Collected data
_ _ _
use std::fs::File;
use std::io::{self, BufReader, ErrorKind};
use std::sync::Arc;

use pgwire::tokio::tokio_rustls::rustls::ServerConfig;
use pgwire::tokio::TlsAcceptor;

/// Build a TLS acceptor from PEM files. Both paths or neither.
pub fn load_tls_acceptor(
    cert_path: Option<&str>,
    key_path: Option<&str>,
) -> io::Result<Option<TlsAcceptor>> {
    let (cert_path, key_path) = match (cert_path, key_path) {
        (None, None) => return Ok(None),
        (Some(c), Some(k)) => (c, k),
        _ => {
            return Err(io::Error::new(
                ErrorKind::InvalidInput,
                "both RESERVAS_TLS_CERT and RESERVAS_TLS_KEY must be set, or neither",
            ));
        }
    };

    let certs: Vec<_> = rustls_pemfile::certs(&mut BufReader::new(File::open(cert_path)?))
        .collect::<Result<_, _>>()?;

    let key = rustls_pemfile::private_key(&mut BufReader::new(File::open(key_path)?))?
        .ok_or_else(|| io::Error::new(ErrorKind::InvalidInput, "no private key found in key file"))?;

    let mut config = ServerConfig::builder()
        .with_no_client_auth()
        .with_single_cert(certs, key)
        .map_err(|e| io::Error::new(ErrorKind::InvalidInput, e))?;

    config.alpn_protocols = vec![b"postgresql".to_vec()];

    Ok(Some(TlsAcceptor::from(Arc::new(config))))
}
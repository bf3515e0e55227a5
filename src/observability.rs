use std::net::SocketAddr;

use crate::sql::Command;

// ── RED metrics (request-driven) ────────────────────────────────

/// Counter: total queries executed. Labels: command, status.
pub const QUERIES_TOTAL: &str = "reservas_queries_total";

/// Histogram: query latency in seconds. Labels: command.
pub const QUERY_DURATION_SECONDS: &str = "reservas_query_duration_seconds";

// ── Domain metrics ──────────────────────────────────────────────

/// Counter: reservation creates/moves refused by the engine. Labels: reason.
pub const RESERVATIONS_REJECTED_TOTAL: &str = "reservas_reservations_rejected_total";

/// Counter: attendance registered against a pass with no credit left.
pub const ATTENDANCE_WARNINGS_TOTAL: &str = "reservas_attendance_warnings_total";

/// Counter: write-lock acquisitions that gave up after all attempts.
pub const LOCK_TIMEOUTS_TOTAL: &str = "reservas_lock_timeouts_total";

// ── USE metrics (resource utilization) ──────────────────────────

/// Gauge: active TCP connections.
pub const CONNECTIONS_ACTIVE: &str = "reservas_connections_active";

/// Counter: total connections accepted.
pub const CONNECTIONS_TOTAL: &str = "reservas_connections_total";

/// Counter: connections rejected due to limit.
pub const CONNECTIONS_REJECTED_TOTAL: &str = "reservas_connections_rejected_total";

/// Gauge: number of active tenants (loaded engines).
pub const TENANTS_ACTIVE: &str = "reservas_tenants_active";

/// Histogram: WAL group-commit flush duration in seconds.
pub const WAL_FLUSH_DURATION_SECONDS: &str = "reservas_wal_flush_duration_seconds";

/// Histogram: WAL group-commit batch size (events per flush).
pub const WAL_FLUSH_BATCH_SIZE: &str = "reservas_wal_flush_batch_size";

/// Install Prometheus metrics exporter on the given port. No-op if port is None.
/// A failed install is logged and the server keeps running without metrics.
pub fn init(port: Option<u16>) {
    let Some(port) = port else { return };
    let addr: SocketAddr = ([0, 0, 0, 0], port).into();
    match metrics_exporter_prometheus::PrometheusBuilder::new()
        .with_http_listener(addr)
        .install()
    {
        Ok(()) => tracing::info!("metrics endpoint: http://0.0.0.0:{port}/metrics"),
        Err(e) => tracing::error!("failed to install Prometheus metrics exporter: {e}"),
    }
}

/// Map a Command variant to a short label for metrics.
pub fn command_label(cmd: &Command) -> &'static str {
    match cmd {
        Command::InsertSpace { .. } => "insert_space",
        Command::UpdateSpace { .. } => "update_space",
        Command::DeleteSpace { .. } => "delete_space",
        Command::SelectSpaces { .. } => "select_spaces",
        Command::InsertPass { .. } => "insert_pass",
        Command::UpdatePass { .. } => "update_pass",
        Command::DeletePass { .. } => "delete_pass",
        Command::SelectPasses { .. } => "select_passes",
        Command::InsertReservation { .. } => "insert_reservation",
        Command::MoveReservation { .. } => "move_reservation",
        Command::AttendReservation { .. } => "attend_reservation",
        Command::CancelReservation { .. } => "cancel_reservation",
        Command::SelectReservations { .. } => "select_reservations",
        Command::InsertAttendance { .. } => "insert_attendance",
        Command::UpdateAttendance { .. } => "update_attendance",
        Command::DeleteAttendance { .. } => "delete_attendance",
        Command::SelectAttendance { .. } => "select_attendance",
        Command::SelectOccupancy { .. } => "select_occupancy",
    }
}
_ _ _
WHAT THE TASK ASKS: Number of lines above with the word "tokio": supply it alone.

TASK OUTPUT: 2